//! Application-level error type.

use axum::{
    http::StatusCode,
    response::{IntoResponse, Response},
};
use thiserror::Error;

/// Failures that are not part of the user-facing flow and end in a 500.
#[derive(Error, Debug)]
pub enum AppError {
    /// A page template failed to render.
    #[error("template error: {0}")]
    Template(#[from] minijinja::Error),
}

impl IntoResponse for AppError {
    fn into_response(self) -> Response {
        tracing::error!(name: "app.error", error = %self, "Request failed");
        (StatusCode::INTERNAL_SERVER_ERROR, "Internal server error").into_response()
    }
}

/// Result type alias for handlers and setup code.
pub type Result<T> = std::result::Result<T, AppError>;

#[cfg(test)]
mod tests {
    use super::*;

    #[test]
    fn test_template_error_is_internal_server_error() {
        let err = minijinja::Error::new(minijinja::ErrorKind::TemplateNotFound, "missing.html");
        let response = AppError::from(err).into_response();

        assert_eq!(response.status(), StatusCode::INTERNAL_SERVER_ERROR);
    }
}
+---+
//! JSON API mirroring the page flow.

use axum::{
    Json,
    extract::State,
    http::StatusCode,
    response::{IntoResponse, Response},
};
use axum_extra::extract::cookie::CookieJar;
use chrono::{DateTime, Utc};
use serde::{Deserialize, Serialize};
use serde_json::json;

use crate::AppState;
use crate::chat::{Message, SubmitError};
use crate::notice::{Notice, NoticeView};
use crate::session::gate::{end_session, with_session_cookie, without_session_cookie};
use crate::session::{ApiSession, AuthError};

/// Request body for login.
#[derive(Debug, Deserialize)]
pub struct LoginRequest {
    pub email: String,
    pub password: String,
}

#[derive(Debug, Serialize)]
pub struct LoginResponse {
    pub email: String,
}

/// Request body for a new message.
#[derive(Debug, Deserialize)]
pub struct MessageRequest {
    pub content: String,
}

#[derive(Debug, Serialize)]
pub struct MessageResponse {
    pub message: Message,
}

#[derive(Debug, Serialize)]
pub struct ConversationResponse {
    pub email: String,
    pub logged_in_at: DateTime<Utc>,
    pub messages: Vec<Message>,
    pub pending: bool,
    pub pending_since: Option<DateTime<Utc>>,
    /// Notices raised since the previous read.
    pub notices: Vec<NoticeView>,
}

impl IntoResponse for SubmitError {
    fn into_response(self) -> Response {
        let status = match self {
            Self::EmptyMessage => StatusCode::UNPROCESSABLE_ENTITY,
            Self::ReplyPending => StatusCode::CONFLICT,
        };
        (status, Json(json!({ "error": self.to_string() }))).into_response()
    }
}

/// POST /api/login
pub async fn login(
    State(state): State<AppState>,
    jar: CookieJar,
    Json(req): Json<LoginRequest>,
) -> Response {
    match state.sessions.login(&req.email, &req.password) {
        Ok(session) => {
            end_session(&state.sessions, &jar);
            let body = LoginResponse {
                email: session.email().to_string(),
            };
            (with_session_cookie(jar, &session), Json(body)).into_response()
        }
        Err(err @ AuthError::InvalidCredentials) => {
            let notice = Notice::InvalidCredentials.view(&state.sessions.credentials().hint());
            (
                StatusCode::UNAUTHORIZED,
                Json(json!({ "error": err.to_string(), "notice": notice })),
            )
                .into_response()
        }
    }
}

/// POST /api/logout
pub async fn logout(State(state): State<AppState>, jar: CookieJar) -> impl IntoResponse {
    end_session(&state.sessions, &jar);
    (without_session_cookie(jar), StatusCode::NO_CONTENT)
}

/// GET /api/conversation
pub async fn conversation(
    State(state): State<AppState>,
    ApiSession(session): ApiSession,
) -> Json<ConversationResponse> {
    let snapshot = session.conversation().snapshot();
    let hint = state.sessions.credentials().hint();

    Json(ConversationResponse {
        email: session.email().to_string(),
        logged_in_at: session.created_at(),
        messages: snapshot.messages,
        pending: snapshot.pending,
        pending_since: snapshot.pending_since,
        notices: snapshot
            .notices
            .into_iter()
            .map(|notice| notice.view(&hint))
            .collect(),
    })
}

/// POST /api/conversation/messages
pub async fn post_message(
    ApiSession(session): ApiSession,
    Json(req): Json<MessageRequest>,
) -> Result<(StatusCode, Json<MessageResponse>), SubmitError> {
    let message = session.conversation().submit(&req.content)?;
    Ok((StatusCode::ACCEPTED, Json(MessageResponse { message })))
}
+---+
TASK
Only one stretch of the entries above is wanted: the lines from the one containing "State<AppState>, jar: CookieJar)" through the one containing "let snapshot = session.conversation().snapshot();". Please reproduce it exactly.

THE COMPLETED TASK
pub async fn logout(State(state): State<AppState>, jar: CookieJar) -> impl IntoResponse {
    end_session(&state.sessions, &jar);
    (without_session_cookie(jar), StatusCode::NO_CONTENT)
}

/// GET /api/conversation
pub async fn conversation(
    State(state): State<AppState>,
    ApiSession(session): ApiSession,
) -> Json<ConversationResponse> {
    let snapshot = session.conversation().snapshot();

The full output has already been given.